PROBLEM DESCRIPTION: Repeat each record that follows, keeping it identical.

+ + +

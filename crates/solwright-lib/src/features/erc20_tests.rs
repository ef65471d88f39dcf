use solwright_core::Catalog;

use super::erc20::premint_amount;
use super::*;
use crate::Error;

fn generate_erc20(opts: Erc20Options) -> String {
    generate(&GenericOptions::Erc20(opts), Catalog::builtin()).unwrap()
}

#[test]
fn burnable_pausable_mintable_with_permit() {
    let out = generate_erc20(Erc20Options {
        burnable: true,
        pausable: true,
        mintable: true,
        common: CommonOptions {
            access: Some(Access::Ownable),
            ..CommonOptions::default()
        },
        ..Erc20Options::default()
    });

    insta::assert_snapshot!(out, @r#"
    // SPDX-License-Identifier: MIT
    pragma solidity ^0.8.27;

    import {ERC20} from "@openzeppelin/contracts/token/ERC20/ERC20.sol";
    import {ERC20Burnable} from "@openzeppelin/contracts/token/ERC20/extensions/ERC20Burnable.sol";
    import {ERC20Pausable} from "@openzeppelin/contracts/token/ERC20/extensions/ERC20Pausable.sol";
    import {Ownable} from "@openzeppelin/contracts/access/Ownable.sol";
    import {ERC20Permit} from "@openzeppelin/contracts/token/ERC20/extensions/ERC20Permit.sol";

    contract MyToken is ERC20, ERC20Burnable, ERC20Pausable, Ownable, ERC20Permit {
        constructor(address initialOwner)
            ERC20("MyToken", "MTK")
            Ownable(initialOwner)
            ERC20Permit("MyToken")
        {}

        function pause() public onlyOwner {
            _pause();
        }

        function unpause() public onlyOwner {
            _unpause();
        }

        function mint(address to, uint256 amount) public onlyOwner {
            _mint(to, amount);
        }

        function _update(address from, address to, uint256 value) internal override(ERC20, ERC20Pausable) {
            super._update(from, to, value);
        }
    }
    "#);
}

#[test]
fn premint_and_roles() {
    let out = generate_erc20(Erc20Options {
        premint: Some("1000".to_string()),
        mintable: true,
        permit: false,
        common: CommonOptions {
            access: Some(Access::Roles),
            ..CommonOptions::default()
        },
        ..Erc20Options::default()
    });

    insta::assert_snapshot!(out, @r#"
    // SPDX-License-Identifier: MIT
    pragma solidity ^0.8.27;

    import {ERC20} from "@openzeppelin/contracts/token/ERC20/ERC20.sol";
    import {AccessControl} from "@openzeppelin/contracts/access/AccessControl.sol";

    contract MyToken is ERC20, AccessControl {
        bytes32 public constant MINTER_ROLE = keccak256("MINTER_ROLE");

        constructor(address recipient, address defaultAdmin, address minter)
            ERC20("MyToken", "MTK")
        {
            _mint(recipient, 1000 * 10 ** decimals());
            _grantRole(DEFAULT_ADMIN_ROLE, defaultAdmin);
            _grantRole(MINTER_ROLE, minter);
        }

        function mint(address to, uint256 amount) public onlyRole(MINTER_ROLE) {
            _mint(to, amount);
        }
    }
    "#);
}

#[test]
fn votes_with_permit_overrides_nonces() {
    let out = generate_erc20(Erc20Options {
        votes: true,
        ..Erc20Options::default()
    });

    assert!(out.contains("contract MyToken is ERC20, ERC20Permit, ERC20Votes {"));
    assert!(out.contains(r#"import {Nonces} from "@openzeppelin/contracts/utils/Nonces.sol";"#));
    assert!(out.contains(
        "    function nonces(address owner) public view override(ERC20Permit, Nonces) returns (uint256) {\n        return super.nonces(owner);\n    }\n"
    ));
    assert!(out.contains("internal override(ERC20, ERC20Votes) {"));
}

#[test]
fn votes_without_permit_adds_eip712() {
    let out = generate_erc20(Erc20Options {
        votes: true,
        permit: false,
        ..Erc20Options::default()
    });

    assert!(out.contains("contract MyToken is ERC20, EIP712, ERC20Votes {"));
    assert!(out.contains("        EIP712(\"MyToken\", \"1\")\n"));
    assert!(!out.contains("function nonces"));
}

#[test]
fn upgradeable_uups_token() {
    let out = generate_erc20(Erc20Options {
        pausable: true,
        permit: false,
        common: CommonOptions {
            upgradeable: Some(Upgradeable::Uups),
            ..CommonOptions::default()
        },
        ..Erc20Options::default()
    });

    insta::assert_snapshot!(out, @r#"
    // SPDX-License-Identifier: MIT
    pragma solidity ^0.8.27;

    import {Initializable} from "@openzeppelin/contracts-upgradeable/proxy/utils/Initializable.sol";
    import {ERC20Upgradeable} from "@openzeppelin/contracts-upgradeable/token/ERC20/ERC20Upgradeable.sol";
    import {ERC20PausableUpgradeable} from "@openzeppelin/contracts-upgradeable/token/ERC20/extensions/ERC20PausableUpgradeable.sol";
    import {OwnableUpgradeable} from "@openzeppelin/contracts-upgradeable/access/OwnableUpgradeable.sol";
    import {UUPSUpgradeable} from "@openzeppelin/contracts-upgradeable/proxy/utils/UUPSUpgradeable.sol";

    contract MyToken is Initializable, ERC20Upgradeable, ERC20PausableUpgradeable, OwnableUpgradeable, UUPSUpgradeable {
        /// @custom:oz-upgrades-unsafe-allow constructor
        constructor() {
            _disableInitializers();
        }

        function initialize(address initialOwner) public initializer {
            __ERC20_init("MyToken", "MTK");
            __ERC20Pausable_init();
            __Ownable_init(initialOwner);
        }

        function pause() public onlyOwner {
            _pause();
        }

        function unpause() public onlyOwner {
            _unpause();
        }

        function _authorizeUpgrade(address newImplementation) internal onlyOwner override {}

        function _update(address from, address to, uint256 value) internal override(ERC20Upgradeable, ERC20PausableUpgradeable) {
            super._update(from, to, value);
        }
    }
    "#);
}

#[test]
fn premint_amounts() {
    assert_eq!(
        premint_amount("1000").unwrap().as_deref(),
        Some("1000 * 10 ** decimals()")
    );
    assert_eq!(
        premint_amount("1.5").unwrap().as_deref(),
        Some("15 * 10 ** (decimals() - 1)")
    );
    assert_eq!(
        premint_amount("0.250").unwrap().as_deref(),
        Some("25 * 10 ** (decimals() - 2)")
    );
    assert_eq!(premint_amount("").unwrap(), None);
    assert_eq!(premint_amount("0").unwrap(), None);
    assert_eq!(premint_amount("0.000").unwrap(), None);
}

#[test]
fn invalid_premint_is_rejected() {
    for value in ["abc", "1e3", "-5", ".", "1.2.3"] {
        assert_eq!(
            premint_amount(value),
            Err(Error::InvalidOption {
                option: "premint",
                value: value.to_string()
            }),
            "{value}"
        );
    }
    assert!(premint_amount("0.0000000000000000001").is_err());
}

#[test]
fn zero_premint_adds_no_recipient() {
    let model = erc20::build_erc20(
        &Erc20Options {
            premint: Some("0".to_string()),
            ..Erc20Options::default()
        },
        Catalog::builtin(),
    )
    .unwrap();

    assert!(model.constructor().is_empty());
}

+ + +

TASK ANSWER:
filename crates/solwright-lib/src/features/erc20_tests.rs
repository ef65471d88f39dcf
use solwright_core::Catalog;

use super::erc20::premint_amount;
use super::*;
use crate::Error;

fn generate_erc20(opts: Erc20Options) -> String {
    generate(&GenericOptions::Erc20(opts), Catalog::builtin()).unwrap()
}

#[test]
fn burnable_pausable_mintable_with_permit() {
    let out = generate_erc20(Erc20Options {
        burnable: true,
        pausable: true,
        mintable: true,
        common: CommonOptions {
            access: Some(Access::Ownable),
            ..CommonOptions::default()
        },
        ..Erc20Options::default()
    });

    insta::assert_snapshot!(out, @r#"
    // SPDX-License-Identifier: MIT
    pragma solidity ^0.8.27;

    import {ERC20} from "@openzeppelin/contracts/token/ERC20/ERC20.sol";
    import {ERC20Burnable} from "@openzeppelin/contracts/token/ERC20/extensions/ERC20Burnable.sol";
    import {ERC20Pausable} from "@openzeppelin/contracts/token/ERC20/extensions/ERC20Pausable.sol";
    import {Ownable} from "@openzeppelin/contracts/access/Ownable.sol";
    import {ERC20Permit} from "@openzeppelin/contracts/token/ERC20/extensions/ERC20Permit.sol";

    contract MyToken is ERC20, ERC20Burnable, ERC20Pausable, Ownable, ERC20Permit {
        constructor(address initialOwner)
            ERC20("MyToken", "MTK")
            Ownable(initialOwner)
            ERC20Permit("MyToken")
        {}

        function pause() public onlyOwner {
            _pause();
        }

        function unpause() public onlyOwner {
            _unpause();
        }

        function mint(address to, uint256 amount) public onlyOwner {
            _mint(to, amount);
        }

        function _update(address from, address to, uint256 value) internal override(ERC20, ERC20Pausable) {
            super._update(from, to, value);
        }
    }
    "#);
}

#[test]
fn premint_and_roles() {
    let out = generate_erc20(Erc20Options {
        premint: Some("1000".to_string()),
        mintable: true,
        permit: false,
        common: CommonOptions {
            access: Some(Access::Roles),
            ..CommonOptions::default()
        },
        ..Erc20Options::default()
    });

    insta::assert_snapshot!(out, @r#"
    // SPDX-License-Identifier: MIT
    pragma solidity ^0.8.27;

    import {ERC20} from "@openzeppelin/contracts/token/ERC20/ERC20.sol";
    import {AccessControl} from "@openzeppelin/contracts/access/AccessControl.sol";

    contract MyToken is ERC20, AccessControl {
        bytes32 public constant MINTER_ROLE = keccak256("MINTER_ROLE");

        constructor(address recipient, address defaultAdmin, address minter)
            ERC20("MyToken", "MTK")
        {
            _mint(recipient, 1000 * 10 ** decimals());
            _grantRole(DEFAULT_ADMIN_ROLE, defaultAdmin);
            _grantRole(MINTER_ROLE, minter);
        }

        function mint(address to, uint256 amount) public onlyRole(MINTER_ROLE) {
            _mint(to, amount);
        }
    }
    "#);
}

#[test]
fn votes_with_permit_overrides_nonces() {
    let out = generate_erc20(Erc20Options {
        votes: true,
        ..Erc20Options::default()
    });

    assert!(out.contains("contract MyToken is ERC20, ERC20Permit, ERC20Votes {"));
    assert!(out.contains(r#"import {Nonces} from "@openzeppelin/contracts/utils/Nonces.sol";"#));
    assert!(out.contains(
        "    function nonces(address owner) public view override(ERC20Permit, Nonces) returns (uint256) {\n        return super.nonces(owner);\n    }\n"
    ));
    assert!(out.contains("internal override(ERC20, ERC20Votes) {"));
}

#[test]
fn votes_without_permit_adds_eip712() {
    let out = generate_erc20(Erc20Options {
        votes: true,
        permit: false,
        ..Erc20Options::default()
    });

    assert!(out.contains("contract MyToken is ERC20, EIP712, ERC20Votes {"));
    assert!(out.contains("        EIP712(\"MyToken\", \"1\")\n"));
    assert!(!out.contains("function nonces"));
}

#[test]
fn upgradeable_uups_token() {
    let out = generate_erc20(Erc20Options {
        pausable: true,
        permit: false,
        common: CommonOptions {
            upgradeable: Some(Upgradeable::Uups),
            ..CommonOptions::default()
        },
        ..Erc20Options::default()
    });

    insta::assert_snapshot!(out, @r#"
    // SPDX-License-Identifier: MIT
    pragma solidity ^0.8.27;

    import {Initializable} from "@openzeppelin/contracts-upgradeable/proxy/utils/Initializable.sol";
    import {ERC20Upgradeable} from "@openzeppelin/contracts-upgradeable/token/ERC20/ERC20Upgradeable.sol";
    import {ERC20PausableUpgradeable} from "@openzeppelin/contracts-upgradeable/token/ERC20/extensions/ERC20PausableUpgradeable.sol";
    import {OwnableUpgradeable} from "@openzeppelin/contracts-upgradeable/access/OwnableUpgradeable.sol";
    import {UUPSUpgradeable} from "@openzeppelin/contracts-upgradeable/proxy/utils/UUPSUpgradeable.sol";

    contract MyToken is Initializable, ERC20Upgradeable, ERC20PausableUpgradeable, OwnableUpgradeable, UUPSUpgradeable {
        /// @custom:oz-upgrades-unsafe-allow constructor
        constructor() {
            _disableInitializers();
        }

        function initialize(address initialOwner) public initializer {
            __ERC20_init("MyToken", "MTK");
            __ERC20Pausable_init();
            __Ownable_init(initialOwner);
        }

        function pause() public onlyOwner {
            _pause();
        }

        function unpause() public onlyOwner {
            _unpause();
        }

        function _authorizeUpgrade(address newImplementation) internal onlyOwner override {}

        function _update(address from, address to, uint256 value) internal override(ERC20Upgradeable, ERC20PausableUpgradeable) {
            super._update(from, to, value);
        }
    }
    "#);
}

#[test]
fn premint_amounts() {
    assert_eq!(
        premint_amount("1000").unwrap().as_deref(),
        Some("1000 * 10 ** decimals()")
    );
    assert_eq!(
        premint_amount("1.5").unwrap().as_deref(),
        Some("15 * 10 ** (decimals() - 1)")
    );
    assert_eq!(
        premint_amount("0.250").unwrap().as_deref(),
        Some("25 * 10 ** (decimals() - 2)")
    );
    assert_eq!(premint_amount("").unwrap(), None);
    assert_eq!(premint_amount("0").unwrap(), None);
    assert_eq!(premint_amount("0.000").unwrap(), None);
}

#[test]
fn invalid_premint_is_rejected() {
    for value in ["abc", "1e3", "-5", ".", "1.2.3"] {
        assert_eq!(
            premint_amount(value),
            Err(Error::InvalidOption {
                option: "premint",
                value: value.to_string()
            }),
            "{value}"
        );
    }
    assert!(premint_amount("0.0000000000000000001").is_err());
}

#[test]
fn zero_premint_adds_no_recipient() {
    let model = erc20::build_erc20(
        &Erc20Options {
            premint: Some("0".to_string()),
            ..Erc20Options::default()
        },
        Catalog::builtin(),
    )
    .unwrap();

    assert!(model.constructor().is_empty());
}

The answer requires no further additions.